Exterior of CRA headquarters building
CRA / Government of Canada

The Taxpayers’ Ombudsperson is examining whether the Canada Revenue Agency (CRA) respected taxpayers’ rights in its administration of bare trust filing requirements for the 2023 tax year.

On March 28, 2024, just days before the April 2 filing deadline, the CRA announced it would not require bare trusts to file a T3 return, including Schedule 15, for the 2023 tax year unless the agency directly requested a taxpayer to do so.

“It is not just bare trustees that have been affected by the CRA’s last-minute announcement,” said François Boileau, Taxpayers’ Ombudsperson, in a release on Wednesday announcing a systemic examination. “Representatives also put in hours of work to understand the new requirements and file for their clients, only to find out that their efforts may have been for nothing.”

In an emailed reply to questions from Investment Executive sent before the ombudsperson’s announcement, the CRA said more than 52,000 trust returns had been filed for bare trusts for 2023, to date.

According to the release, several taxpayers, tax advisors and members of Parliament had reached out the Office of the Taxpayers’ Ombudsperson (OTO) since March 28 to express concerns regarding the CRA’s last-minute change to the bare trust filing guidance.

The OTO, an independent body with a mandate to examine CRA service issues, said it would be looking into whether the CRA respected service rights outlined in the Taxpayer Bill of Rights, including “the right to complete, accurate, clear and timely information” and “the right to have the costs of compliance taken into account when administering tax legislation.”

Based on its findings, the OTO may make recommendations on ways the CRA could prevent similar issues in the future, the release said.

The CRA has not provided guidance as to filing requirements for bare trusts for 2024 and future years.

In reply to questions from Investment Executive regarding 2024 bare trust filing requirements, the CRA said that “over the coming months, the CRA will work with the Department of Finance to further clarify its guidance on this filing requirement. The CRA will communicate with Canadians as further information becomes available.”

The 2024 filing deadline for trusts, including bare trusts, is March 31, 2025.

A bare trust exists when a trustee’s only duty is to transfer property to a beneficiary on demand.

The CRA exempted bare trusts from reporting requirements for 2023 “in recognition that the new reporting requirements for bare trusts have had an unintended impact on Canadians,” the agency said on March 28, and bare trusts wouldn’t have to file unless the CRA had made a direct request.

In mid-March, the CRA had announced it would not impose gross negligence penalties on taxpayers who fail to file a return for a bare trust on time for 2023 except in “the most egregious cases.” In December 2023, the CRA said it wouldn’t apply penalties — $25 per day late, with a minimum of $100 to a maximum of $2,500 — for filing a trust return and a Schedule 15 for bare trusts after the deadline.

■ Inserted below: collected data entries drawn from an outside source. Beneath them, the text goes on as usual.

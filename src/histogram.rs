// SPDX-License-Identifier: Apache-2.0
// Copyright (c) 2025 Au-Zone Technologies. All Rights Reserved.

//! Histogram decoding.
//!
//! The sensor alternates between two range timings. Each result is either an
//! "A" frame or a "B" frame, and the raw additional-data buffer has a
//! different layout for each:
//!
//! ```text
//!          ┌───┬──────────────┬─────────────────────────┐
//! A frame  │ 0 │ 1..=4 unused │ 5..=23 valid (19 bins)  │
//!          ├───┼──────────────┴─────────────────────────┤
//! B frame  │ 0 │ 1..=23 valid (23 bins)                 │
//!          └───┴────────────────────────────────────────┘
//! ```
//!
//! Which parity of `stream_count` is an A frame is not settled for every
//! firmware, so it is carried as a [`ParityConvention`].

use crate::device::HISTOGRAM_BUFFER_SIZE;
use clap::ValueEnum;
use std::fmt;

/// First valid bin of an A frame.
pub const A_FIRST_BIN: usize = 5;

/// First valid bin of a B frame.
pub const B_FIRST_BIN: usize = 1;

/// Which frames carry a histogram in the published record.
#[derive(Clone, Copy, Debug, Default, PartialEq, Eq, ValueEnum)]
pub enum HistogramMode {
    /// No histogram; every frame is published without bins
    #[default]
    #[value(skip)]
    None,
    /// Publish A frames only
    #[value(name = "A")]
    A,
    /// Publish B frames only
    #[value(name = "B")]
    B,
    /// Publish both frame kinds
    #[value(name = "AB")]
    Both,
}

impl fmt::Display for HistogramMode {
    fn fmt(&self, f: &mut fmt::Formatter) -> fmt::Result {
        match self {
            HistogramMode::None => write!(f, "none"),
            HistogramMode::A => write!(f, "A"),
            HistogramMode::B => write!(f, "B"),
            HistogramMode::Both => write!(f, "AB"),
        }
    }
}

/// Mapping from `stream_count` parity to frame kind.
#[derive(Clone, Copy, Debug, Default, PartialEq, Eq, ValueEnum)]
pub enum ParityConvention {
    /// Even stream counts are A frames
    #[default]
    #[value(name = "even-a")]
    EvenIsA,
    /// Odd stream counts are A frames
    #[value(name = "odd-a")]
    OddIsA,
}

#[derive(Clone, Copy, Debug, PartialEq, Eq)]
pub enum FrameKind {
    A,
    B,
}

impl FrameKind {
    pub fn of(stream_count: u8, convention: ParityConvention) -> Self {
        let even = stream_count % 2 == 0;
        match (convention, even) {
            (ParityConvention::EvenIsA, true) | (ParityConvention::OddIsA, false) => FrameKind::A,
            _ => FrameKind::B,
        }
    }

    /// Index of the first bin holding ranging data.
    pub fn first_valid_bin(&self) -> usize {
        match self {
            FrameKind::A => A_FIRST_BIN,
            FrameKind::B => B_FIRST_BIN,
        }
    }
}

impl HistogramMode {
    /// Whether a histogram should be decoded for a frame of this kind.
    pub fn selects(&self, kind: FrameKind) -> bool {
        matches!(
            (self, kind),
            (HistogramMode::A, FrameKind::A)
                | (HistogramMode::B, FrameKind::B)
                | (HistogramMode::Both, _)
        )
    }
}

/// Return the valid bins of a raw histogram buffer in index order.
///
/// Buffers shorter than the first valid bin decode to an empty histogram.
pub fn decode(raw: &[i32], kind: FrameKind) -> Vec<i32> {
    let end = raw.len().min(HISTOGRAM_BUFFER_SIZE);
    raw.get(kind.first_valid_bin()..end)
        .map(|bins| bins.to_vec())
        .unwrap_or_default()
}
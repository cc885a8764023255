// SPDX-License-Identifier: Apache-2.0
// Copyright (c) 2025 Au-Zone Technologies. All Rights Reserved.

//! Ranging telemetry subscriber
//!
//! This example connects to a running `tofpub` and prints a summary of every
//! record published on the ranging topic.
//!
//! # Usage
//!
//! ```bash
//! # Publisher on this machine, default port
//! cargo run --example tof_subscriber
//!
//! # Publisher on a target board
//! cargo run --example tof_subscriber -- --connect tcp/10.10.40.12:5556
//! ```

use clap::Parser;
use edgefirst_tofpub::{error::Error, telemetry};
use serde_json::json;
use zenoh::config::WhatAmI;

#[derive(Parser, Debug)]
#[command(author, version, about = "Ranging telemetry subscriber")]
struct Args {
    /// Ranging telemetry topic
    #[arg(long, default_value = "rt/tof/ranging")]
    topic: String,

    /// Endpoint of the publisher
    #[arg(long, default_value = "tcp/127.0.0.1:5556")]
    connect: Vec<String>,

    /// zenoh connection mode
    #[arg(long, default_value = "client")]
    mode: WhatAmI,
}

#[tokio::main]
async fn main() -> Result<(), Error> {
    let args = Args::parse();

    let mut config = zenoh::Config::default();
    config.insert_json5("mode", &json!(args.mode).to_string())?;
    config.insert_json5("connect/endpoints", &json!(args.connect).to_string())?;
    config.insert_json5("scouting/multicast/enabled", &json!(false).to_string())?;

    let session = zenoh::open(config).await?;
    let subscriber = session.declare_subscriber(args.topic.as_str()).await?;
    println!("Listening for ranging records on {}", args.topic);

    while let Ok(sample) = subscriber.recv_async().await {
        let line = match sample.payload().try_to_string() {
            Ok(line) => line,
            Err(e) => {
                eprintln!("Non-text payload: {}", e);
                continue;
            }
        };

        match telemetry::parse_record(&line) {
            Ok(record) => {
                let nearest = record.objects.iter().map(|o| o.distance_mm).min();
                println!(
                    "Frame {}: {} objects, nearest {} mm{}",
                    record.stream_count,
                    record.objects.len(),
                    nearest.unwrap_or_default(),
                    match &record.histogram {
                        Some(bins) => format!(", {} histogram bins", bins.len()),
                        None => String::new(),
                    }
                );
            }
            Err(e) => eprintln!("{}", e),
        }
    }

    Ok(())
}
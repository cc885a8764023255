// SPDX-License-Identifier: Apache-2.0
// Copyright (c) 2025 Au-Zone Technologies. All Rights Reserved.

//! Cooperative shutdown.
//!
//! Signal handlers only set a flag and wake whoever waits on it. The ranging
//! loop observes the flag at the top of each cycle and while it sleeps out the
//! poll delay, after which [`teardown`] puts the sensor back into standby from
//! the main task.

use crate::{
    config::Echo,
    error::Error,
    power::{GpioControl, PowerSequencer},
};
use std::sync::{
    atomic::{AtomicBool, Ordering},
    Arc,
};
use tokio::{sync::Notify, task::JoinHandle};
use tracing::{debug, info, warn};

/// Shared stop flag, clones observe the same state.
#[derive(Debug, Clone, Default)]
pub struct Shutdown {
    flag: Arc<AtomicBool>,
    notify: Arc<Notify>,
}

impl Shutdown {
    pub fn new() -> Self {
        Self::default()
    }

    /// Request the loop to stop. Calling it again has no further effect.
    pub fn trigger(&self) {
        if !self.flag.swap(true, Ordering::SeqCst) {
            debug!("shutdown requested");
        }
        self.notify.notify_waiters();
    }

    pub fn is_triggered(&self) -> bool {
        self.flag.load(Ordering::SeqCst)
    }

    /// Resolve once the shutdown was triggered.
    pub async fn wait(&self) {
        let notified = self.notify.notified();
        tokio::pin!(notified);
        // Register before checking the flag so a concurrent trigger is not lost.
        notified.as_mut().enable();
        if self.is_triggered() {
            return;
        }
        notified.await;
    }

    /// Trigger on SIGINT or SIGTERM.
    ///
    /// The returned task keeps listening after the first signal, so repeated
    /// interrupts while the loop winds down are absorbed.
    pub fn install(&self) -> Result<JoinHandle<()>, Error> {
        let shutdown = self.clone();

        #[cfg(unix)]
        {
            use tokio::signal::unix::{signal, SignalKind};

            let mut interrupt = signal(SignalKind::interrupt()).map_err(Error::Signal)?;
            let mut terminate = signal(SignalKind::terminate()).map_err(Error::Signal)?;

            Ok(tokio::spawn(async move {
                loop {
                    tokio::select! {
                        Some(()) = interrupt.recv() => info!("received SIGINT"),
                        Some(()) = terminate.recv() => info!("received SIGTERM"),
                        else => break,
                    }
                    shutdown.trigger();
                }
            }))
        }

        #[cfg(not(unix))]
        {
            Ok(tokio::spawn(async move {
                while tokio::signal::ctrl_c().await.is_ok() {
                    info!("received ctrl-c");
                    shutdown.trigger();
                }
            }))
        }
    }
}

/// Line printed once the application stops, unless quiet.
pub fn farewell(echo: Echo) -> Option<&'static str> {
    (!echo.is_quiet()).then_some("Exiting...")
}

/// Release the sensor and say goodbye.
///
/// `power` is `None` when the sensor was never powered through GPIO, as in a
/// simulated run. Safe to call on a sequencer that never powered the sensor
/// on.
pub fn teardown<G: GpioControl>(
    power: Option<&mut PowerSequencer<G>>,
    echo: Echo,
) -> Result<(), Error> {
    let res = match power {
        Some(power) => power.power_off(),
        None => Ok(()),
    };
    if let Err(err) = &res {
        warn!("teardown incomplete: {}", err);
    }

    if let Some(text) = farewell(echo) {
        println!("{}", text);
    }
    res
}
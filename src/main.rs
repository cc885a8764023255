// SPDX-License-Identifier: Apache-2.0
// Copyright (c) 2025 Au-Zone Technologies. All Rights Reserved.

use clap::Parser as _;
use edgefirst_tofpub::{
    args::Args,
    config::Config,
    device::RangingDevice,
    error::Error,
    polling::PollingLoop,
    power::SysfsGpio,
    publisher::ZenohPublisher,
    shutdown::{self, Shutdown},
    simulated::SimulatedDevice,
    startup::{self, Sensor},
};
use tracing::{error, info};

#[tokio::main]
async fn main() -> Result<(), Box<dyn std::error::Error>> {
    let args = Args::parse();

    tracing_subscriber::fmt()
        .with_max_level(args.log_level())
        .init();

    let shutdown = Shutdown::new();
    let _signals = shutdown.install()?;

    let Sensor {
        config,
        mut power,
        session,
    } = startup::launch(&args, SysfsGpio::default(), open_device).inspect_err(|err| {
        error!("{}", err);
    })?;

    let publisher = match bind(&args, &config).await {
        Ok(publisher) => publisher,
        Err(err) => {
            error!("{}", err);
            if let Some(power) = power.as_mut() {
                let _ = power.power_off();
            }
            return Err(err.into());
        }
    };

    let mut ranging = PollingLoop::new(session, publisher, &config);
    let stats = ranging.run(&shutdown).await;
    info!(
        "published {} of {} ready frames ({} empty, {} skipped, {} device errors)",
        stats.published, stats.ready, stats.empty, stats.skipped, stats.device_errors
    );

    // Teardown failures are already logged, exit cleanly regardless.
    let _ = shutdown::teardown(power.as_mut(), config.echo);
    Ok(())
}

async fn bind(args: &Args, config: &Config) -> Result<ZenohPublisher, Error> {
    ZenohPublisher::bind(zenoh::Config::try_from(args)?, &config.topic).await
}

fn open_device(config: &Config) -> Result<Box<dyn RangingDevice>, Error> {
    if config.simulate {
        info!("using simulated sensor");
        return Ok(Box::new(SimulatedDevice::new()));
    }

    #[cfg(feature = "vl53lx")]
    {
        let device = edgefirst_tofpub::vl53lx::Vl53lx::open(
            &config.bus,
            edgefirst_tofpub::device::DEFAULT_ADDRESS,
        )?;
        Ok(Box::new(device))
    }

    #[cfg(not(feature = "vl53lx"))]
    {
        Err(Error::Config(format!(
            "cannot open {}: built without the vl53lx feature",
            config.bus.display()
        )))
    }
}
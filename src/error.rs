// SPDX-License-Identifier: Apache-2.0
// Copyright (c) 2025 Au-Zone Technologies. All Rights Reserved.

//! Crate error type.
//!
//! Errors fall into four classes which decide how the application reacts:
//!
//! - **Configuration**: bad command line values, reported before any hardware
//!   is touched.
//! - **Device I/O**: GPIO, bus and identity failures during startup. These are
//!   fatal and send the application down the power-off path.
//! - **Protocol**: non-zero device status codes. Fatal during startup, logged
//!   and ignored by the polling loop.
//! - **Transport**: the publisher could not be bound. Individual sends are
//!   fire-and-forget and never produce an error.
//!
//! [`Error::Signal`] is fatal at startup, and [`Error::Record`] is only
//! produced on the receiving side by [`crate::telemetry::parse_record`].

use crate::device::DeviceStatus;
use std::{fmt, path::PathBuf};

#[derive(Debug)]
pub enum Error {
    /// Invalid configuration value
    Config(String),
    /// GPIO control surface failure on the given sysfs path
    Gpio {
        path: PathBuf,
        source: std::io::Error,
    },
    /// The bus channel to the sensor could not be opened
    Bus(String),
    /// The device reported an identity other than the supported sensor
    UnsupportedDevice { module_type: u8, model_id: u8 },
    /// The device returned a non-zero status code
    Device(DeviceStatus),
    /// Publish endpoint could not be created
    Transport(String),
    /// Process signal handlers could not be installed
    Signal(std::io::Error),
    /// A received telemetry record is malformed
    Record(String),
}

impl std::error::Error for Error {
    fn source(&self) -> Option<&(dyn std::error::Error + 'static)> {
        match self {
            Error::Gpio { source, .. } => Some(source),
            Error::Device(status) => Some(status),
            Error::Signal(source) => Some(source),
            _ => None,
        }
    }
}

impl fmt::Display for Error {
    fn fmt(&self, f: &mut fmt::Formatter) -> fmt::Result {
        match self {
            Error::Config(msg) => write!(f, "configuration error: {}", msg),
            Error::Gpio { path, source } => {
                write!(f, "gpio error on {}: {}", path.display(), source)
            }
            Error::Bus(msg) => write!(f, "bus error: {}", msg),
            Error::UnsupportedDevice {
                module_type,
                model_id,
            } => write!(
                f,
                "unsupported device: module type 0x{:02X}, model id 0x{:02X}",
                module_type, model_id
            ),
            Error::Device(status) => write!(f, "device error: {}", status),
            Error::Transport(msg) => write!(f, "transport error: {}", msg),
            Error::Signal(source) => write!(f, "cannot install signal handler: {}", source),
            Error::Record(msg) => write!(f, "malformed record: {}", msg),
        }
    }
}

impl From<DeviceStatus> for Error {
    fn from(status: DeviceStatus) -> Self {
        Error::Device(status)
    }
}

impl From<zenoh::Error> for Error {
    fn from(err: zenoh::Error) -> Self {
        Error::Transport(err.to_string())
    }
}

impl Error {
    /// Shorthand for wrapping an I/O error with the GPIO path it occurred on.
    pub fn gpio(path: impl Into<PathBuf>, source: std::io::Error) -> Self {
        Error::Gpio {
            path: path.into(),
            source,
        }
    }
}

The CRA told Investment Executive it had made no direct requests for bare trusts to file for 2023 since its relief announcement on March 28, nor has it imposed late-filing or gross negligence penalties in respect of 2023 bare trusts. However, it did confirm that “this proactive relief is for bare trusts only, and only for the 2023 tax year.”

Trust reporting and bare trusts

The federal government first proposed stricter trust reporting rules in the 2018 federal budget to help combat “aggressive tax avoidance, tax evasion, money laundering and other criminal activities” and as part of Canada’s international commitment to the transparency of beneficial ownership.

The expanded trust reporting rules were originally meant to be effective for the 2021 tax year, but the effective date was delayed twice, pending the passage of enabling legislation late in 2022. The new legislation is effective for trusts with year-ends on Dec. 31, 2023, and after.

Under previous legislation, generally only trusts with taxes payable for the year or those that disposed of capital property needed to file an annual trust income tax return (T3). Under the expanded reporting requirements, express trusts (as opposed to those created by law) as well as bare trusts had to file a T3: Trust Income Tax and Information Return, and a Schedule 15: Beneficial Ownership Information of a Trust, with the CRA on an annual basis.

The new rules require trusts to identify all beneficiaries, trustees, settlors and/or protectors of the trust, including their addresses, dates of birth and taxpayer identification numbers, such as social insurance numbers.

Certain trusts are excluded from the expanded rules. These include graduated rate estates; qualified disability trusts; mutual fund trusts and registered plans; trusts in existence for less than three months; and trusts with less than $50,000 in asset value — if those assets consist of only cash and securities traded on a designated exchange (and other certain assets).

In addition to the existing penalty for failing to file a T3 return on time — $25 a day, with a minimum penalty of $100 to a maximum of $2,500 — the new reporting rules introduce an additional penalty for deliberately not filing or for gross negligence: $2,500 or 5% of the property’s value, whichever is greater.

The T3 and Schedule 15 filing deadline for most trusts for 2023 was March 30, 2024. Since that date fell on a Saturday, the CRA considers a T3 return filed on time if the CRA received it, or it was postmarked, on or before April 2 (the next business day).